魚は頭から腐る!!

この1カ月間で通常月の約3倍の件数を訪問したときに気づいた各社に共通することがあります。この中には、成長を続けているが一層の飛躍を求めている会社があり、また低迷を続けて倒産寸前の状態に陥っている会社もありました。

共通して言えるコトは「魚は頭から腐る」ということです。この意味は「会社組織が変になってしまう一番の原因はトップにある」ということです。しかしお会いしたトップの皆さんは「どうもウチの社員は・・・」から話しが始まります。

そして更に、「社員と幹部との距離を広島市と岡山市の距離に例えるならば、トップと幹部(専務や常務)との距離は地球と月との距離に匹敵する(モノの見方・考え方が全く違う)」ということも言えます。

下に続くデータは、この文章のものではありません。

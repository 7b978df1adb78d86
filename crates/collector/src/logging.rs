//! Tracing subscriber setup from `[log]` configuration

use std::fs::OpenOptions;
use std::sync::Arc;

use anyhow::{Context, Result};
use eventlog_config::{LogConfig, LogFormat, LogOutput};
use tracing_subscriber::fmt::writer::BoxMakeWriter;
use tracing_subscriber::{EnvFilter, Layer, fmt, prelude::*};

/// Initialize the tracing subscriber
///
/// `level_override` (from `--log-level`) replaces the configured base level.
pub fn init(config: &LogConfig, level_override: Option<&str>) -> Result<()> {
    let directive = config.filter_directive(level_override);
    let filter = EnvFilter::try_new(&directive)
        .or_else(|_| EnvFilter::try_new("info"))
        .map_err(|e| anyhow::anyhow!("invalid log level '{}': {}", directive, e))?;

    let writer = match config.output {
        LogOutput::Stdout => BoxMakeWriter::new(std::io::stdout),
        LogOutput::Stderr => BoxMakeWriter::new(std::io::stderr),
        LogOutput::File(ref path) => {
            let file = OpenOptions::new()
                .create(true)
                .append(true)
                .open(path)
                .with_context(|| format!("failed to open log file {path}"))?;
            BoxMakeWriter::new(Arc::new(file))
        }
    };

    let layer = match config.format {
        LogFormat::Console => fmt::layer()
            .with_target(true)
            .with_thread_ids(false)
            .with_writer(writer)
            .boxed(),
        LogFormat::Json => fmt::layer().json().with_writer(writer).boxed(),
    };

    tracing_subscriber::registry().with(layer).with(filter).init();

    Ok(())
}
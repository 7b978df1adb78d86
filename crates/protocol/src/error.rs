//! Protocol error types
//!
//! Errors raised while constructing or parsing event records.

use thiserror::Error;

/// Errors that can occur during protocol operations
#[derive(Debug, Error)]
pub enum ProtocolError {
    /// Required record field is empty
    #[error("missing required field: {0}")]
    MissingField(&'static str),

    /// Event type code not recognised
    #[error("invalid event type: {0}")]
    InvalidEventType(String),

    /// Logging policy kind not recognised
    #[error("unknown logging policy: {0}")]
    UnknownPolicy(String),

    /// Logging policy period could not be parsed
    #[error("invalid logging policy period '{value}': {message}")]
    InvalidPolicyPeriod { value: String, message: String },
}

impl ProtocolError {
    /// Create an unknown policy error
    #[inline]
    pub fn unknown_policy(kind: impl Into<String>) -> Self {
        Self::UnknownPolicy(kind.into())
    }

    /// Create an invalid policy period error
    #[inline]
    pub fn invalid_period(value: impl Into<String>, message: impl Into<String>) -> Self {
        Self::InvalidPolicyPeriod {
            value: value.into(),
            message: message.into(),
        }
    }
}
//! File sink tests

use eventlog_protocol::{EventRecord, SiteId};
use tempfile::TempDir;

use super::FileSink;
use crate::EventSink;

#[test]
fn test_creates_parent_dirs() {
    let dir = TempDir::new().unwrap();
    let path = dir.path().join("nested/deeper/events.log");

    let sink = FileSink::open(&path).unwrap();

    assert!(path.exists());
    assert_eq!(sink.path(), path.as_path());
    assert_eq!(sink.name(), "file");
}

#[test]
fn test_one_line_per_record() {
    let dir = TempDir::new().unwrap();
    let path = dir.path().join("events.log");
    let sink = FileSink::open(&path).unwrap();

    sink.write(&EventRecord::information("App", "START", "booting")).unwrap();
    sink.write(
        &EventRecord::error("DB", "TIMEOUT", "line one\nline two").with_site(SiteId::new(7)),
    )
    .unwrap();

    let contents = std::fs::read_to_string(&path).unwrap();
    let lines: Vec<_> = contents.lines().collect();
    assert_eq!(lines.len(), 2);
    assert!(lines[0].contains("[I] site:0 App/START | booting"));
    assert!(lines[1].contains("[E] site:7 DB/TIMEOUT | line one\\nline two"));

    let metrics = sink.metrics();
    assert_eq!(metrics.records_written, 2);
    assert_eq!(metrics.bytes_written, contents.len() as u64);
}

#[test]
fn test_appends_across_reopen() {
    let dir = TempDir::new().unwrap();
    let path = dir.path().join("events.log");

    FileSink::open(&path)
        .unwrap()
        .write(&EventRecord::warning("A", "ONE", ""))
        .unwrap();
    FileSink::open(&path)
        .unwrap()
        .write(&EventRecord::warning("A", "TWO", ""))
        .unwrap();

    let contents = std::fs::read_to_string(&path).unwrap();
    assert_eq!(contents.lines().count(), 2);
}
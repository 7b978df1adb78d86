//! Site identification types
//!
//! `SiteId` scopes retention limits and per-site settings.

use std::fmt;

use serde::{Deserialize, Serialize};

/// Site identifier
///
/// Retention ceilings and item counts are tracked independently per site.
/// `SiteId::GLOBAL` (0) holds events that belong to no particular site.
///
/// # Example
///
/// ```
/// use eventlog_protocol::SiteId;
///
/// let site = SiteId::new(5);
/// assert_eq!(site.get(), 5);
/// assert!(!site.is_global());
/// ```
#[derive(
    Debug, Clone, Copy, Default, PartialEq, Eq, Hash, PartialOrd, Ord, Serialize, Deserialize,
)]
#[serde(transparent)]
pub struct SiteId(u32);

impl SiteId {
    /// Events not bound to any site
    pub const GLOBAL: SiteId = SiteId(0);

    /// Create a new site ID
    #[inline]
    pub const fn new(id: u32) -> Self {
        Self(id)
    }

    /// Get the raw numeric ID
    #[inline]
    pub const fn get(self) -> u32 {
        self.0
    }

    /// Whether this is the global (no site) scope
    #[inline]
    pub const fn is_global(self) -> bool {
        self.0 == 0
    }
}

impl fmt::Display for SiteId {
    fn fmt(&self, f: &mut fmt::Formatter<'_>) -> fmt::Result {
        write!(f, "site:{}", self.0)
    }
}

impl From<u32> for SiteId {
    fn from(id: u32) -> Self {
        Self(id)
    }
}
//! Logging configuration
//!
//! Controls the internal diagnostics of the pipeline and the verbosity of the
//! trace sink, which writes accepted events under the `eventlog::events`
//! tracing target.

use eventlog_protocol::EVENTS_TARGET;
use serde::Deserialize;

/// Log level
#[derive(Debug, Clone, Copy, Default, Deserialize, PartialEq, Eq)]
#[serde(rename_all = "lowercase")]
pub enum LogLevel {
    Trace,
    Debug,
    #[default]
    Info,
    Warn,
    Error,
}

impl LogLevel {
    /// Convert to tracing level filter string
    pub fn as_str(&self) -> &'static str {
        match self {
            Self::Trace => "trace",
            Self::Debug => "debug",
            Self::Info => "info",
            Self::Warn => "warn",
            Self::Error => "error",
        }
    }
}

/// Log output format
#[derive(Debug, Clone, Copy, Default, Deserialize, PartialEq, Eq)]
#[serde(rename_all = "lowercase")]
pub enum LogFormat {
    /// Human-readable console output (default)
    #[default]
    Console,
    /// JSON structured logging
    Json,
}

/// Log output destination
#[derive(Debug, Clone, Default, Deserialize, PartialEq, Eq)]
#[serde(rename_all = "lowercase")]
pub enum LogOutput {
    /// Write to stdout (default)
    #[default]
    Stdout,
    /// Write to stderr
    Stderr,
    /// Write to a file
    #[serde(untagged)]
    File(String),
}

/// Logging configuration
///
/// # Example
///
/// ```toml
/// [log]
/// level = "info"
/// events_level = "debug"
/// format = "console"
/// output = "stderr"
/// ```
#[derive(Debug, Clone, Default, Deserialize)]
#[serde(default)]
pub struct LogConfig {
    /// Level for internal diagnostics
    /// Default: info
    pub level: LogLevel,

    /// Level for the trace sink target; falls back to `level`
    pub events_level: Option<LogLevel>,

    /// Output format (console, json)
    /// Default: console
    pub format: LogFormat,

    /// Output destination (stdout, stderr, or file path)
    /// Default: stdout
    pub output: LogOutput,
}

impl LogConfig {
    /// Build an `EnvFilter`-compatible directive string
    ///
    /// `level_override` (usually from the command line) replaces the
    /// configured base level but leaves `events_level` intact.
    pub fn filter_directive(&self, level_override: Option<&str>) -> String {
        let base = level_override.unwrap_or(self.level.as_str());
        match self.events_level {
            Some(events) => format!("{},{}={}", base, EVENTS_TARGET, events.as_str()),
            None => base.to_string(),
        }
    }
}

トップにたっている人は過去の人生で貴重な体験をしています。そして、その体験を元にしてモノゴトを判断する傾向が次第に強くなっていきます(体験も知識も無い人がトップに就任することは無責任と言えます)。成長を続ける会社のトップは「自分の過去の体験」ではなく「自分の夢・目的」を元にしてモノゴトを判断しています。しかし、トップに就任して年数が経過していくと、過去に自らが判断した事柄との一貫性を求める傾向が組織内部で強くなり(部下や組織からそれを要求される)、環境が変化したにも関わらず過去と同じ判断をしてしまいがちです。その結果、次第に会社組織が硬直化していきます。また、トップの加齢に伴い、安定を求め変化を嫌う傾向も出てきます。そして、気付かぬうちに会社組織が環境に適応しきれず変になっていくのです。

このような場合のコンサルティングが一番厄介です。ストレートに指摘するとトップを批判することにも繋がり、トップの自尊心を傷つけてしまうからです。

しかし、現代の経営者(トップ)はバブル期以前の経営者と違い、環境が激変し続けていますから過去の自らの体験だけを元にしていては正しい判断ができなくなっています。その為、現代のトップはモノゴトの原理原則を知る為に、また創造的な企業活動を続けるために、勉強し体験し続けるこどか必要となっています。従って、トップを批判することではなく、環境(判断する前提条件)が変化していることをトップに諭し、トップ自らに気づいてもらうことが大切なこととなります。

今から約35年位前に船井総研の主催するコスモス倶楽部で「成功・成長の3条件」というのを学びましたが、①「勉強好きであること」、②「素直であること」、③「プラス発想できること」という内容でした。当時の私にはいま一つ理解し難い内容でしたが、今まさにトップに求められるのはこの3条件ではないでしょうか? そして「守勢にならず常に変化を自ら創造していくこと」が必要なのではないてしょうか?

トップが勉強し続けチャレンジをし続けるから、幹部や一般社員も勉強しチャレンジし続けざるをえなくなる環境を整えることが成長する企業を育む前提条件となるようです。